## Exercise requirements
For every line in the data below, check for the word "Duration", then state how many lines have it. Answer with the number only.

## Source records
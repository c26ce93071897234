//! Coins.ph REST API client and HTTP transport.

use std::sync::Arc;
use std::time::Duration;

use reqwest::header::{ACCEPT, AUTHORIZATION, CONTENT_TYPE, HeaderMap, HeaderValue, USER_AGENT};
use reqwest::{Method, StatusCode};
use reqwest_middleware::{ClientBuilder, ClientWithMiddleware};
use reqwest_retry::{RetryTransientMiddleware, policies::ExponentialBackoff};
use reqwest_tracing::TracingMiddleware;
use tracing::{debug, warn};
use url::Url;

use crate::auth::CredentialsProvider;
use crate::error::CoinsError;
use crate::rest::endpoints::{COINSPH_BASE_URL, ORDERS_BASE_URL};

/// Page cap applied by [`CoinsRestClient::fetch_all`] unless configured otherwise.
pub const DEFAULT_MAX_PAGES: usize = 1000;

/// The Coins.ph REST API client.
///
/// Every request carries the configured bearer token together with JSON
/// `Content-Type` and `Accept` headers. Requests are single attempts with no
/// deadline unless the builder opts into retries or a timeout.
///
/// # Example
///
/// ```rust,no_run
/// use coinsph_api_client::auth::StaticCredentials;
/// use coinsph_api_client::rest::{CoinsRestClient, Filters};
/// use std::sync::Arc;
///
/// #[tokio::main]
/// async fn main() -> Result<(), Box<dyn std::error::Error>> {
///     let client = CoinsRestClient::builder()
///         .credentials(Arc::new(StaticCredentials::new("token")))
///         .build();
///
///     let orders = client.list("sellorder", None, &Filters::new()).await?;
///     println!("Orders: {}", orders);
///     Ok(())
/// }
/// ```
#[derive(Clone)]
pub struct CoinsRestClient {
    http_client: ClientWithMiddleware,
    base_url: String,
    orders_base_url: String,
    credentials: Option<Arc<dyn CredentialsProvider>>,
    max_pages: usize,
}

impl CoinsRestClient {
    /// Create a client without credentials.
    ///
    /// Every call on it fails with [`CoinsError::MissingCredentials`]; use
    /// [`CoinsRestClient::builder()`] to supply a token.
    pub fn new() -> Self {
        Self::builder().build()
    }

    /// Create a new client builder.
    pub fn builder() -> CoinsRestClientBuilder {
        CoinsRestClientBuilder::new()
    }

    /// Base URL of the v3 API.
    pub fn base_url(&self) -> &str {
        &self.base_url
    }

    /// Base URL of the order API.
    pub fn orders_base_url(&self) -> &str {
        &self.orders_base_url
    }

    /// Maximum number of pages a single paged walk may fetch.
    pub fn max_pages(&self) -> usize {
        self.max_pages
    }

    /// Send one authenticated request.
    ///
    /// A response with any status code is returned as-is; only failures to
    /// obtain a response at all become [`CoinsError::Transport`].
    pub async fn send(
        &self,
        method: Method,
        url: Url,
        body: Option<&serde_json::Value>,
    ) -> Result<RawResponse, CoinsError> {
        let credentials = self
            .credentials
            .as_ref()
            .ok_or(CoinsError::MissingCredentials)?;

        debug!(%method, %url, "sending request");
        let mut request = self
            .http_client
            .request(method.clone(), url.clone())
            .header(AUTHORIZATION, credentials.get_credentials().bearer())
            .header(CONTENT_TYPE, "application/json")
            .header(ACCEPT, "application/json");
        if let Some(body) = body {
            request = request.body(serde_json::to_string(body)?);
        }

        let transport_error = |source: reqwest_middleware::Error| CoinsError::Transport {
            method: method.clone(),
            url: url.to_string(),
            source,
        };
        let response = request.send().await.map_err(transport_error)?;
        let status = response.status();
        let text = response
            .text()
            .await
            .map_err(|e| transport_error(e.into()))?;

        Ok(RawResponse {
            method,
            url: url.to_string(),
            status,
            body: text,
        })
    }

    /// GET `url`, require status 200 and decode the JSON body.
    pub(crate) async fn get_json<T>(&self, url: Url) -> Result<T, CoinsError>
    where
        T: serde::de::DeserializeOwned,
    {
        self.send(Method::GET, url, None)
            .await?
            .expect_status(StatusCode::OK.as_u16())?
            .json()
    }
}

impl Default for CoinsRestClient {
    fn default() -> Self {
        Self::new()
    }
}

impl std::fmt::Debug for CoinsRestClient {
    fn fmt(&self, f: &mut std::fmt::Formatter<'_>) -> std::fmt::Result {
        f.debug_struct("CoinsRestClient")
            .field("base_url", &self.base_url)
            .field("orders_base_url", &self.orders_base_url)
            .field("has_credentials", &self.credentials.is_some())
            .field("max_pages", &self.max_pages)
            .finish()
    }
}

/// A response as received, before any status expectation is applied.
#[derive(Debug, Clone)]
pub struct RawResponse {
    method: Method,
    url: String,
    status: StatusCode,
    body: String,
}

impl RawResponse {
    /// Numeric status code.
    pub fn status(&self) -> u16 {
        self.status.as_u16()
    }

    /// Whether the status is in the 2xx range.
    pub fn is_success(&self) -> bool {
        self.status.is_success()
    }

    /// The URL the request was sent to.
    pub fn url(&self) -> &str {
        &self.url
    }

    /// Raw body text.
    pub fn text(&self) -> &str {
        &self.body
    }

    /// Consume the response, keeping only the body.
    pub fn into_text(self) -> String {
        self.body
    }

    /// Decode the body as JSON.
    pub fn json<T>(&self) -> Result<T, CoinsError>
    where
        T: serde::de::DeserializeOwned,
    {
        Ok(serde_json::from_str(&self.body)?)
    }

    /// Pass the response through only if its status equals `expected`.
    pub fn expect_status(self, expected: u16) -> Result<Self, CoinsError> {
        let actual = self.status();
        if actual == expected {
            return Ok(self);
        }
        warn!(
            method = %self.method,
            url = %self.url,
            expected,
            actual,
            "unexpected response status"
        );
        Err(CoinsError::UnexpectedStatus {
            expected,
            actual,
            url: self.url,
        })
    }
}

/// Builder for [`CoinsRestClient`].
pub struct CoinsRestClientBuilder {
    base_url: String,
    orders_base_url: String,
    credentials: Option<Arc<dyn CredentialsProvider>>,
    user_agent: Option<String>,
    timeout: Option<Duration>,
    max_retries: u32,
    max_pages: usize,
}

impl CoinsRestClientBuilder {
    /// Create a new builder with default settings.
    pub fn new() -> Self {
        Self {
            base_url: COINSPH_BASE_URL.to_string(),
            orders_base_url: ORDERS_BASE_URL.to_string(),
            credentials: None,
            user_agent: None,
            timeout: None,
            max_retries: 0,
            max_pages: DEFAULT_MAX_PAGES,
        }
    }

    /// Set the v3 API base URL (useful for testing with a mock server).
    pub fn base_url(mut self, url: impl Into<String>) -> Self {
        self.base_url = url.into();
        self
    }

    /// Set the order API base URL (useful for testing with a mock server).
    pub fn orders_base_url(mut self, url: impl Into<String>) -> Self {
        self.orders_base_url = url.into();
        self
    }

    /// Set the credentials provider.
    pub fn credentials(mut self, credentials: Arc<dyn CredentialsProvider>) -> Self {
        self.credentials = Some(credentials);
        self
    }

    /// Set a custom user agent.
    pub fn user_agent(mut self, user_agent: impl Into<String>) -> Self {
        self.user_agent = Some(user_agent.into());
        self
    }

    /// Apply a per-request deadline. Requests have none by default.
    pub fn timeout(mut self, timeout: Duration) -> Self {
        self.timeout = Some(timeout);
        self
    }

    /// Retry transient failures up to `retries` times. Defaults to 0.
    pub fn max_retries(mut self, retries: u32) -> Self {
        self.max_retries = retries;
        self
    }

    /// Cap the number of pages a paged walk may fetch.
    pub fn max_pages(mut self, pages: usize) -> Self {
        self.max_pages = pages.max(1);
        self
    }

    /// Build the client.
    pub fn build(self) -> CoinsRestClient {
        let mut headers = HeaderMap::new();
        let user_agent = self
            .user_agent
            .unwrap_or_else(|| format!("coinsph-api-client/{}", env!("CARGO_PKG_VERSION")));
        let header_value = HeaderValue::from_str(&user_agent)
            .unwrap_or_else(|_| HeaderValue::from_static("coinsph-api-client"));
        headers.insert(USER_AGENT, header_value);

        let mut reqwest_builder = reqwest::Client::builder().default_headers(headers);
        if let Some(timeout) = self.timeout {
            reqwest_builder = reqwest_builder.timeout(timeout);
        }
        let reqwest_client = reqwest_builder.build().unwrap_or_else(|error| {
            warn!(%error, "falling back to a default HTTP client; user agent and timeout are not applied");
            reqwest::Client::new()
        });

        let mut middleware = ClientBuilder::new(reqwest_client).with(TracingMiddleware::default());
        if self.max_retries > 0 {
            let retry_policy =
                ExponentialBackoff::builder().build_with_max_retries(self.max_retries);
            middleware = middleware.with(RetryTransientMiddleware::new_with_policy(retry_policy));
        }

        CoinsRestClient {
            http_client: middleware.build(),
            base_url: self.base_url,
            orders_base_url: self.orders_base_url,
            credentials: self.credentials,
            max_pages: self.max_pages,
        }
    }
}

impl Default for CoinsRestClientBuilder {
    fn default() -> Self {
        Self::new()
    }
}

## Response
3